It looks like you've uploaded an image containing several problems related to linear algebra and vector spaces. Here’s a breakdown of the four problems presented in the image:

Problem 1:
Let $U, V, W$ be vector spaces over a field $\mathbb{F}$. Let $L(U, V)$ denote the set of linear maps from $U$ to $V$.

• (a) Show that $L(U, V)$ is a vector space. (Optional, ungraded)
• (b) Suppose $T_1: U \to V$ and $T_2: V \to W$ are linear. Prove that $T_2 \circ T_1$ is linear.
• (c) Suppose $f: U \to V$ is a linear bijection and let $f^{-1}: V \to U$ be its inverse. Prove that $f^{-1}$ is linear.

Problem 2:
Let $U$ and $V$ be vector spaces over a field $\mathbb{F}$, and let $T_1: U \to V$ and $T_2: U \to V$ be linear. Suppose $S = \{u_1, \dots, u_k\} \subset U$ and that for all $s \in S$ we have $T_1(s) = T_2(s)$. Prove that for all $x \in \text{span}(S)$ we have that $T_1(x) = T_2(x)$.

Problem 3:
Let $V$ and $W$ be vector spaces over a field $\mathbb{F}$, and let $T: V \to W$ be linear. Let $S = \{u_1, \dots, u_k\} \subset V$ and define $T(S) = \{T(u) \mid u \in S\}$.

• (a) If $S$ spans $V$, prove that $T(S)$ spans the image of $T$.
• (b) If $T(S)$ is linearly independent, prove that $S$ must be linearly independent.
• (c) Find (with proof) a linear function $T: \mathbb{R}^2 \to \mathbb{R}^2$ and a set $S \subset \mathbb{R}^2$ such that $T(S)$ spans $\text{Im}(T)$, but $S$ does not span $\mathbb{R}^2$.
• (d) Find (with proof) a linear function $T: \mathbb{R}^2 \to \mathbb{R}^2$ and a set $S \subset \mathbb{R}^2$ such that $S$ is linearly independent but $T(S)$ is not.

Problem 4:
Let $V$ and $W$ be vector spaces over a field $\mathbb{F}$, and let $T: V \to W$ be linear. Let $B = \{u_1, \dots, u_k\} \subset V$ be a basis for $V$ and define $T(B) = \{T(u) \mid u \in B\}$.

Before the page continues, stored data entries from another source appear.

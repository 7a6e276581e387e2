//! Availability resolution for a single trainer.
//!
//! A slot is bookable when one active weekly window of the trainer fully
//! contains it (boundaries inclusive) and no non-cancelled appointment of that
//! trainer on the same date overlaps it (half-open, so back-to-back sessions
//! are fine).

use chrono::{Duration, NaiveDate, NaiveTime};
use tracing::debug;

use crate::models::DayOfWeek;
use crate::repository::{RepositoryResult, ScheduleRepository};

/// A requested `[start, end)` interval on one calendar date.
#[derive(Debug, Clone, Copy, PartialEq, Eq)]
pub struct Slot {
    pub date: NaiveDate,
    pub start: NaiveTime,
    pub end: NaiveTime,
}

impl Slot {
    /// Build the slot starting at `start` and lasting `duration_minutes`.
    ///
    /// Returns `None` for non-positive durations and for slots that would run
    /// past midnight, which no weekly window can contain.
    pub fn starting_at(date: NaiveDate, start: NaiveTime, duration_minutes: i64) -> Option<Self> {
        if duration_minutes <= 0 {
            return None;
        }
        let (end, wrapped_secs) =
            start.overflowing_add_signed(Duration::try_minutes(duration_minutes)?);
        if wrapped_secs != 0 {
            return None;
        }
        Some(Self { date, start, end })
    }

    pub fn day_of_week(&self) -> DayOfWeek {
        DayOfWeek::of(self.date)
    }
}

/// Outcome of checking one trainer against one slot.
#[derive(Debug, Clone, Copy, PartialEq, Eq)]
pub enum SlotCheck {
    Available,
    OutsideWorkingHours,
    Conflict { appointment_id: i32 },
}

impl SlotCheck {
    pub fn is_available(&self) -> bool {
        matches!(self, SlotCheck::Available)
    }
}

/// Check a slot against the trainer's windows, then against their bookings.
///
/// Always reads current store state; nothing is cached between calls.
pub async fn check_slot(
    repo: &dyn ScheduleRepository,
    trainer_id: i32,
    slot: &Slot,
) -> RepositoryResult<SlotCheck> {
    let windows = repo
        .availability_windows(trainer_id, slot.day_of_week())
        .await?;
    let within_hours = windows
        .iter()
        .any(|w| w.is_active && w.contains(slot.start, slot.end));
    if !within_hours {
        debug!(
            "Trainer {} has no window covering {}-{} on {:?}",
            trainer_id,
            slot.start,
            slot.end,
            slot.day_of_week()
        );
        return Ok(SlotCheck::OutsideWorkingHours);
    }

    let booked = repo.appointments_on(trainer_id, slot.date).await?;
    if let Some(existing) = booked
        .iter()
        .find(|a| a.status.occupies_slot() && a.overlaps(slot.start, slot.end))
    {
        debug!(
            "Trainer {} slot {}-{} on {} conflicts with appointment {}",
            trainer_id, slot.start, slot.end, slot.date, existing.id
        );
        return Ok(SlotCheck::Conflict {
            appointment_id: existing.id,
        });
    }

    Ok(SlotCheck::Available)
}

/// Whether the trainer can take `duration_minutes` starting at `start` on
/// `date`.
pub async fn is_available(
    repo: &dyn ScheduleRepository,
    trainer_id: i32,
    date: NaiveDate,
    start: NaiveTime,
    duration_minutes: i64,
) -> RepositoryResult<bool> {
    match Slot::starting_at(date, start, duration_minutes) {
        Some(slot) => Ok(check_slot(repo, trainer_id, &slot).await?.is_available()),
        None => Ok(false),
    }
}
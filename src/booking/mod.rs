//! Availability & booking engine.
//!
//! - `availability`: does one trainer's schedule admit a slot
//! - `search`: which trainers are free for a slot
//! - `status`: appointment status state machine
//! - `engine`: validates, books and transitions appointments

pub mod availability;
pub mod engine;
pub mod search;
pub mod status;

use std::sync::Arc;

use async_trait::async_trait;
use chrono::{NaiveDate, NaiveTime};

use crate::error::BookingResult;
use crate::models::{Appointment, Trainer};

pub use engine::BookingEngine;

/// Shared handle to the booking service used by the HTTP layer.
pub type SharedBooking = Arc<dyn BookingService>;

/// Everything needed to book one appointment. The end time is derived from
/// the service, never supplied by the caller.
#[derive(Debug, Clone)]
pub struct BookingRequest {
    pub user_id: String,
    pub trainer_id: i32,
    pub service_id: i32,
    pub date: NaiveDate,
    pub start_time: NaiveTime,
    pub notes: Option<String>,
}

/// The authenticated caller, as vouched for by the identity collaborator.
#[derive(Debug, Clone, PartialEq, Eq)]
pub struct Requester {
    pub user_id: String,
    pub is_admin: bool,
}

impl Requester {
    pub fn member(user_id: impl Into<String>) -> Self {
        Self {
            user_id: user_id.into(),
            is_admin: false,
        }
    }

    pub fn admin(user_id: impl Into<String>) -> Self {
        Self {
            user_id: user_id.into(),
            is_admin: true,
        }
    }

    /// Owners see and cancel their own appointments; admins see all of them.
    pub fn can_access(&self, appointment: &Appointment) -> bool {
        self.is_admin || appointment.user_id == self.user_id
    }
}

/// Booking capabilities exposed to the API layer.
#[async_trait]
pub trait BookingService: Send + Sync {
    async fn is_available(
        &self,
        trainer_id: i32,
        date: NaiveDate,
        start: NaiveTime,
        duration_minutes: i64,
    ) -> BookingResult<bool>;

    async fn find_available(
        &self,
        date: NaiveDate,
        start: NaiveTime,
        duration_minutes: i64,
    ) -> BookingResult<Vec<Trainer>>;

    /// Validate and persist a new pending appointment.
    ///
    /// Checks run in order: notes length, service active, date not past,
    /// trainer exists, slot free. The first failure is returned.
    async fn create(&self, request: BookingRequest) -> BookingResult<Appointment>;

    async fn cancel(&self, appointment_id: i32, requester: &Requester) -> BookingResult<Appointment>;

    async fn approve(&self, appointment_id: i32) -> BookingResult<Appointment>;

    async fn complete(&self, appointment_id: i32) -> BookingResult<Appointment>;

    async fn user_appointments(&self, user_id: &str) -> BookingResult<Vec<Appointment>>;

    async fn appointment_details(
        &self,
        appointment_id: i32,
        requester: &Requester,
    ) -> BookingResult<Appointment>;

    async fn all_appointments(&self) -> BookingResult<Vec<Appointment>>;
}
//! HTTP route modules for the gym booking service.
//!
//! - `reports`: available trainers, monthly and trainer statistics, services
//! - `appointments`: member booking, listing and cancellation
//! - `admin`: approval workflow
//! - `health`: store health probe
//! - `identity`: caller extraction from gateway headers

pub mod admin;
pub mod appointments;
pub mod health;
pub mod identity;
pub mod reports;

use chrono::{NaiveDate, NaiveTime};

use crate::error::BookingError;

/// Parse a time of day given as `HH:MM` or `HH:MM:SS`.
pub(crate) fn parse_time_of_day(field: &'static str, value: &str) -> Result<NaiveTime, BookingError> {
    let value = value.trim();
    NaiveTime::parse_from_str(value, "%H:%M")
        .or_else(|_| NaiveTime::parse_from_str(value, "%H:%M:%S"))
        .map_err(|_| BookingError::malformed(field, format!("expected HH:MM, got {:?}", value)))
}

/// Parse a calendar date given as `YYYY-MM-DD`.
pub(crate) fn parse_date(field: &'static str, value: &str) -> Result<NaiveDate, BookingError> {
    let value = value.trim();
    NaiveDate::parse_from_str(value, "%Y-%m-%d")
        .map_err(|_| BookingError::malformed(field, format!("expected YYYY-MM-DD, got {:?}", value)))
}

Which problem would you like help with, or would you like assistance with all of them step by step?

Here are some related questions you might consider:

1. What is the definition of a vector space, and how is it applied to prove that $L(U, V)$ is a vector space?
2. How do we prove that the composition of two linear maps is linear?
3. What are the conditions for a bijection and its inverse to be linear?
4. How can the concept of spanning sets and linear independence help in determining if $T_1(x) = T_2(x)$?
5. What is the relationship between a linear transformation and the image it maps to?

Tip: When proving linearity, always check for two key properties: additivity and scalar multiplication.